◆ **Activity**
Search for the word "field" in the entries. Each line that holds it should be copied.

◆ **Provided records**
#[cfg(test)]
mod tests {
    use super::*;
    use crate::{ServiceConfig, StorageConfig};

    fn service(name: &str, config: ServiceConfig) -> Service {
        Service::new(name, "staging", config)
    }

    #[test]
    fn test_type_resolution_order() {
        let mut config = ServiceConfig {
            service_type: Some("worker".to_string()),
            ..Default::default()
        };
        config
            .annotations
            .insert(SERVICE_TYPE_ANNOTATION.to_string(), "database".to_string());

        // Annotation beats the config field and the name
        assert_eq!(
            resolve_service_type(&service("api", config.clone())),
            ServiceType::Database
        );

        // Config field beats the name
        config.annotations.clear();
        assert_eq!(
            resolve_service_type(&service("api", config.clone())),
            ServiceType::Worker
        );

        // Name heuristic
        config.service_type = None;
        assert_eq!(
            resolve_service_type(&service("api", config.clone())),
            ServiceType::Backend
        );

        // Generic fallback, never an arbitrary concrete type
        assert_eq!(
            resolve_service_type(&service("thing", config)),
            ServiceType::Generic
        );
    }

    #[test]
    fn test_name_heuristic_matches_whole_tokens() {
        let config = ServiceConfig::default();
        assert_eq!(
            resolve_service_type(&service("orders-db", config.clone())),
            ServiceType::Database
        );
        assert_eq!(
            resolve_service_type(&service("offsets", config.clone())),
            ServiceType::Generic
        );
        assert_eq!(
            resolve_service_type(&service("web_app", config)),
            ServiceType::Frontend
        );
    }

    #[test]
    fn test_unparseable_declared_type_falls_through() {
        let config = ServiceConfig {
            service_type: Some("quantum".to_string()),
            ..Default::default()
        };
        assert_eq!(
            resolve_service_type(&service("backend", config)),
            ServiceType::Backend
        );
    }

    #[test]
    fn test_missing_sections_are_absent() {
        let reqs = requirements(&service("thing", ServiceConfig::default()));
        assert!(reqs.network.is_none());
        assert!(reqs.storage.is_none());
        assert!(reqs.dependencies.is_none());
        assert!(reqs.resources.is_none());
        assert!(reqs.build.is_none());
        assert!(reqs.security.is_none());
        assert_eq!(
            reqs.annotations.get(SERVICE_TYPE_ANNOTATION).unwrap(),
            "generic"
        );
    }

    #[test]
    fn test_web_facing_services_get_documented_defaults() {
        let reqs = requirements(&service("frontend", ServiceConfig::default()));
        let network = reqs.network.unwrap();
        assert_eq!(network.ports, vec![DEFAULT_PORT]);
        assert_eq!(network.health_check_path, DEFAULT_HEALTH_PATH);
        assert_eq!(network.health_check_port, DEFAULT_PORT);
        assert_eq!(network.protocol, "tcp");
        assert!(!network.load_balancer);
    }

    #[test]
    fn test_network_and_storage_projection() {
        let config = ServiceConfig {
            port: Some(5432),
            ports: vec![5432, 9187],
            storage: Some(StorageConfig {
                persistent: true,
                mount_path: Some("/var/lib/postgresql/data".to_string()),
                ..Default::default()
            }),
            dependencies: vec!["vault".to_string()],
            ..Default::default()
        };
        let reqs = requirements(&service("database", config));

        let network = reqs.network.unwrap();
        assert_eq!(network.ports, vec![5432, 9187]);
        assert_eq!(network.primary_port(), 5432);

        let storage = reqs.storage.unwrap();
        assert_eq!(storage.volume_name.as_deref(), Some("database-data"));
        assert_eq!(reqs.dependencies.unwrap().services, vec!["vault"]);
        assert_eq!(reqs.annotations.get(SERVICE_TYPE_ANNOTATION).unwrap(), "database");
    }

    #[test]
    fn test_requirements_are_deterministic() {
        let config = ServiceConfig {
            port: Some(8080),
            ..Default::default()
        };
        let svc = service("backend", config);
        assert_eq!(requirements(&svc), requirements(&svc));
    }

    #[test]
    fn test_service_type_round_trips_through_strings() {
        assert_eq!("ecs-fargate".parse::<ServiceType>().unwrap(), ServiceType::EcsFargate);
        assert_eq!("Database".parse::<ServiceType>().unwrap(), ServiceType::Database);
        assert!("spaceship".parse::<ServiceType>().is_err());
    }
}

◆ **Task solution**
        // Annotation beats the config field and the name
        // Config field beats the name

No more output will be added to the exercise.